Paramore, mucho vigor

Por César Fabián Pérez | 2013-07-16

Foto: Cortesía

Trepidante y constante fue la conexión de Paramore con sus fieles y jóvenes mexicanos, quienes ayer, en el Palacio de los Deportes, fueron un engrane fundamental para una exhibición de gran vigor; en la que el aliento fue inagotable; y donde un puñado de ellos compartió escena con Hayley Williams y su clan pop punk.

Tras un preámbulo energético descargado por el dúo Twenty One Pilots y mientras trascurrían las 21:32 horas, de la oscuridad emergió un chispazo anaranjado, era la voz de la agrupación estadounidense, quien lució este tono en su cabello y que en la primera parte del show fue contenido por una coleta.

En la apertura y entre alaridos insoportables, producidos una impetuosa fanaticada, Hayley fue escoltada sólo por el guitarrista, Taylor York, quien acompañó con acordes generados por un ukulele y marcó el ritmo de la pista "Moving On"; mientras la vocal presumió una bandera mexicana.

Al son de 'recordar es vivir' y con la alineación completa, fue el turno para "Misery Business", un clásico de su segundo LP, "Riot!"; entrega electrizante y donde aparecieron las primeras contorciones de Williams, que lució acicalada con tenis, pantalón estampado de leopardo, blusa negra y chaqueta de cuero, la cual se quitó para su siguiente interpretación, "For a Pessimist, I'm Pretty Optimistic", y donde se dio tiempo de dar su primer gran salto.

El sonido de las bocinas era potente, casi ensordecedor, y Paramore bajó los decibeles con "Decode"; antes, por el micrófono rojo de Hayley y en español, preguntó: "¿Cómo están?", los presentes respondieron con un recio grito de felicidad; que se escuchó muy saludable.

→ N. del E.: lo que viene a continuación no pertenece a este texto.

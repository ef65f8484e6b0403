use indexmap::{IndexMap, IndexSet};
use itertools::Itertools;

use crate::{
    error::OpgError,
    grammars::types::{NonTerminal, Production, ProductionSymbol, Terminal},
    language::Symbol,
};

/// End marker wrapped around the start symbol by the implicit augmenting rule.
pub const END_MARKER: &str = "$";

/// Left-hand side of the implicit augmenting rule `OPG_START -> $ <start> $`.
pub const AUGMENTED_START: &str = "OPG_START";

/// A context-free grammar restricted to the operator precedence class:
/// no production contains two consecutive nonterminals.
#[derive(Debug, Clone)]
pub struct OperatorPrecedenceGrammar {
    start_symbol: NonTerminal,
    terminals: IndexSet<Terminal>,
    non_terminals: IndexSet<NonTerminal>,
    productions: IndexMap<NonTerminal, Vec<Production>>,
}

impl OperatorPrecedenceGrammar {
    /// Parses a grammar from its textual form, one rule per line:
    /// `LHS -> tok tok | tok ...`, whitespace-delimited.
    ///
    /// The first rule's left-hand side is the start symbol; an augmenting
    /// rule `OPG_START -> $ <start> $` is inserted ahead of it so the end
    /// marker takes part in the VT sets.
    pub fn parse(text: &str) -> Result<Self, OpgError> {
        let mut raw: IndexMap<String, Vec<Vec<String>>> = IndexMap::new();
        let mut declared_start = None;

        for (lineno, line) in text.lines().enumerate() {
            let lineno = lineno + 1;
            let fields = line.split_whitespace().collect::<Vec<_>>();
            if fields.is_empty() {
                continue;
            }

            if declared_start.is_none() {
                declared_start = Some(fields[0].to_string());
                raw.insert(
                    AUGMENTED_START.to_string(),
                    vec![vec![
                        END_MARKER.to_string(),
                        fields[0].to_string(),
                        END_MARKER.to_string(),
                    ]],
                );
            }

            parse_rule(&fields, line, lineno, &mut raw)?;
        }

        let start_symbol = declared_start.ok_or_else(|| OpgError::GrammarFormat {
            line: 1,
            text: text.trim().to_string(),
        })?;

        Self::resolve(raw, start_symbol)
    }

    // Raw name lists are resolved in a single pass: every name that occurs
    // as a left-hand side is a nonterminal, everything else a terminal. The
    // same pass validates the operator precedence shape rule.
    fn resolve(
        raw: IndexMap<String, Vec<Vec<String>>>,
        start_symbol: String,
    ) -> Result<Self, OpgError> {
        let non_terminals = raw
            .keys()
            .map(|name| NonTerminal(Symbol::new(name.as_str())))
            .collect::<IndexSet<_>>();

        let mut terminals = IndexSet::new();
        let mut productions = IndexMap::with_capacity(raw.len());

        for (lhs, alternatives) in &raw {
            let lhs = NonTerminal(Symbol::new(lhs.as_str()));

            let mut resolved = Vec::with_capacity(alternatives.len());
            for names in alternatives {
                let mut symbols: Vec<ProductionSymbol> = Vec::with_capacity(names.len());
                for name in names {
                    let symbol = if raw.contains_key(name) {
                        ProductionSymbol::NonTerminal(NonTerminal(Symbol::new(name.as_str())))
                    } else {
                        let terminal = Terminal(Symbol::new(name.as_str()));
                        terminals.insert(terminal.clone());
                        ProductionSymbol::Terminal(terminal)
                    };

                    if let Some(previous) = symbols.last() {
                        if !previous.is_terminal() && !symbol.is_terminal() {
                            return Err(OpgError::InvalidGrammar {
                                lhs: lhs.to_string(),
                                production: names.iter().join(" "),
                            });
                        }
                    }

                    symbols.push(symbol);
                }
                resolved.push(Production(symbols));
            }

            productions.insert(lhs, resolved);
        }

        Ok(Self {
            start_symbol: NonTerminal(Symbol::new(start_symbol)),
            terminals,
            non_terminals,
            productions,
        })
    }

    pub fn start_symbol(&self) -> &NonTerminal {
        &self.start_symbol
    }

    pub fn terminals(&self) -> &IndexSet<Terminal> {
        &self.terminals
    }

    pub fn non_terminals(&self) -> &IndexSet<NonTerminal> {
        &self.non_terminals
    }

    pub fn productions(&self) -> &IndexMap<NonTerminal, Vec<Production>> {
        &self.productions
    }

    pub fn definition(&self) -> String {
        let mut definition = format!(
            "G = ({{{}}}, {{{}}}, P, {})\n\n",
            self.non_terminals.iter().join(", "),
            self.terminals.iter().join(", "),
            self.start_symbol
        );

        definition += "P = {\n";
        for (lhs, productions) in &self.productions {
            definition += &format!("  {} -> {}\n", lhs, productions.iter().join(" | "));
        }
        definition += "}\n";

        definition
    }
}

fn parse_rule(
    fields: &[&str],
    line: &str,
    lineno: usize,
    raw: &mut IndexMap<String, Vec<Vec<String>>>,
) -> Result<(), OpgError> {
    if fields.len() <= 2 || fields[1] != "->" {
        return Err(OpgError::GrammarFormat {
            line: lineno,
            text: line.trim().to_string(),
        });
    }

    let alternatives = raw.entry(fields[0].to_string()).or_default();

    let mut pos = 2;
    while pos < fields.len() {
        let mut names = Vec::new();
        while pos < fields.len() && fields[pos] != "|" {
            names.push(fields[pos].to_string());
            pos += 1;
        }
        if names.is_empty() {
            return Err(OpgError::GrammarFormat {
                line: lineno,
                text: line.trim().to_string(),
            });
        }
        alternatives.push(names);
        pos += 1;
    }

    Ok(())
}

impl TryFrom<&str> for OperatorPrecedenceGrammar {
    type Error = OpgError;

    fn try_from(text: &str) -> Result<Self, Self::Error> {
        Self::parse(text)
    }
}

#[cfg(test)]
mod tests {
    use matches::assert_matches;

    use super::*;

    const ARITHMETIC: &str = "E -> E + T | T\nT -> T * F | F\nF -> ( E ) | i";

    fn terminal(name: &str) -> Terminal {
        Terminal(Symbol::new(name))
    }

    fn non_terminal(name: &str) -> NonTerminal {
        NonTerminal(Symbol::new(name))
    }

    #[test]
    fn parses_arithmetic_grammar() {
        let grammar = OperatorPrecedenceGrammar::parse(ARITHMETIC).unwrap();

        assert_eq!(grammar.start_symbol(), &non_terminal("E"));
        assert_eq!(
            grammar.non_terminals().iter().cloned().collect::<Vec<_>>(),
            vec![
                non_terminal(AUGMENTED_START),
                non_terminal("E"),
                non_terminal("T"),
                non_terminal("F"),
            ]
        );
        assert_eq!(
            grammar.terminals().iter().cloned().collect::<Vec<_>>(),
            vec![
                terminal(END_MARKER),
                terminal("+"),
                terminal("*"),
                terminal("("),
                terminal(")"),
                terminal("i"),
            ]
        );
    }

    #[test]
    fn inserts_augmenting_rule_first() {
        let grammar = OperatorPrecedenceGrammar::parse(ARITHMETIC).unwrap();

        let (lhs, productions) = grammar.productions().first().unwrap();
        assert_eq!(lhs, &non_terminal(AUGMENTED_START));
        assert_eq!(productions.len(), 1);
        assert_eq!(productions[0].to_string(), "$ E $");
    }

    #[test]
    fn repeated_lhs_lines_append_productions() {
        let grammar = OperatorPrecedenceGrammar::parse("E -> a\nE -> b").unwrap();

        let productions = &grammar.productions()[&non_terminal("E")];
        assert_eq!(productions.len(), 2);
        assert_eq!(productions[0].to_string(), "a");
        assert_eq!(productions[1].to_string(), "b");
    }

    #[test]
    fn missing_arrow_is_a_format_error() {
        let error = OperatorPrecedenceGrammar::parse("A B").unwrap_err();
        assert_matches!(error, OpgError::GrammarFormat { line: 1, .. });
    }

    #[test]
    fn format_errors_cite_the_offending_line() {
        let error = OperatorPrecedenceGrammar::parse("E -> a\n\nE oops").unwrap_err();
        assert_eq!(
            error,
            OpgError::GrammarFormat {
                line: 3,
                text: "E oops".to_string(),
            }
        );
    }

    #[test]
    fn empty_alternative_is_a_format_error() {
        let error = OperatorPrecedenceGrammar::parse("E -> a | | b").unwrap_err();
        assert_matches!(error, OpgError::GrammarFormat { line: 1, .. });
    }

    #[test]
    fn trailing_pipe_is_tolerated() {
        let grammar = OperatorPrecedenceGrammar::parse("E -> a |").unwrap();
        assert_eq!(grammar.productions()[&non_terminal("E")].len(), 1);
    }

    #[test]
    fn empty_input_is_rejected() {
        assert_matches!(
            OperatorPrecedenceGrammar::parse("\n\n"),
            Err(OpgError::GrammarFormat { line: 1, .. })
        );
    }

    #[test]
    fn consecutive_nonterminals_are_rejected() {
        let error = OperatorPrecedenceGrammar::parse("A -> B C\nB -> b\nC -> c").unwrap_err();
        assert_eq!(
            error,
            OpgError::InvalidGrammar {
                lhs: "A".to_string(),
                production: "B C".to_string(),
            }
        );
    }

    #[test]
    fn renders_definition() {
        let grammar = OperatorPrecedenceGrammar::parse("S -> a S b | c").unwrap();

        let definition = grammar.definition();
        assert!(definition.starts_with("G = ({OPG_START, S}, {$, a, b, c}, P, S)"));
        assert!(definition.contains("  S -> a S b | c\n"));
    }
}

El grupo retomó fuerza y explosión con "Now", primer single de su flamante álbum y que provocó saltos generalizados y constantes de los asistentes que se encontraban en la zona de pista de "El Domo de Cobre"; y siguió con "Renegade", "Pressure", "Ain't It Fun" y la suave "The Only Exception".

El descontrol se desató con "Let the Flames Begin", entrega efusiva que por un momento dejó sin aliento a la vocalista, quien terminó recostada boca arriba sobre la tarima; mientras el guitarrista dejó su instrumento principal y concluyó la melodía golpeando fuertemente un par de toms de batería que se encontraban a su costado.

Llegó el turno y momento culminante para ocho adolecentes, que subieron al escenario y compartieron codo a codo con Williams (ya con el cabello suelto), mientras las paredes del recinto apenas soportaban los embates de los temas "Anklebiters" y "That's What You Get". Después y al término de "Still Into You", se dio la primera despedida.

A su regreso y como toda buena fiesta, los globos invadieron el lugar; Paramore remató su presentación con "Proof" y "Brick by Boring Brick", mientras en la pista, una marea de cuerpos esféricos blancos y azules se sacudieron uniformemente de atrás hacia a delante; un fuerte alarido y gritos de: "Paramore, Paramore, Paramore", bajaron el telón y encendieron las luces del Palacio de los Deportes.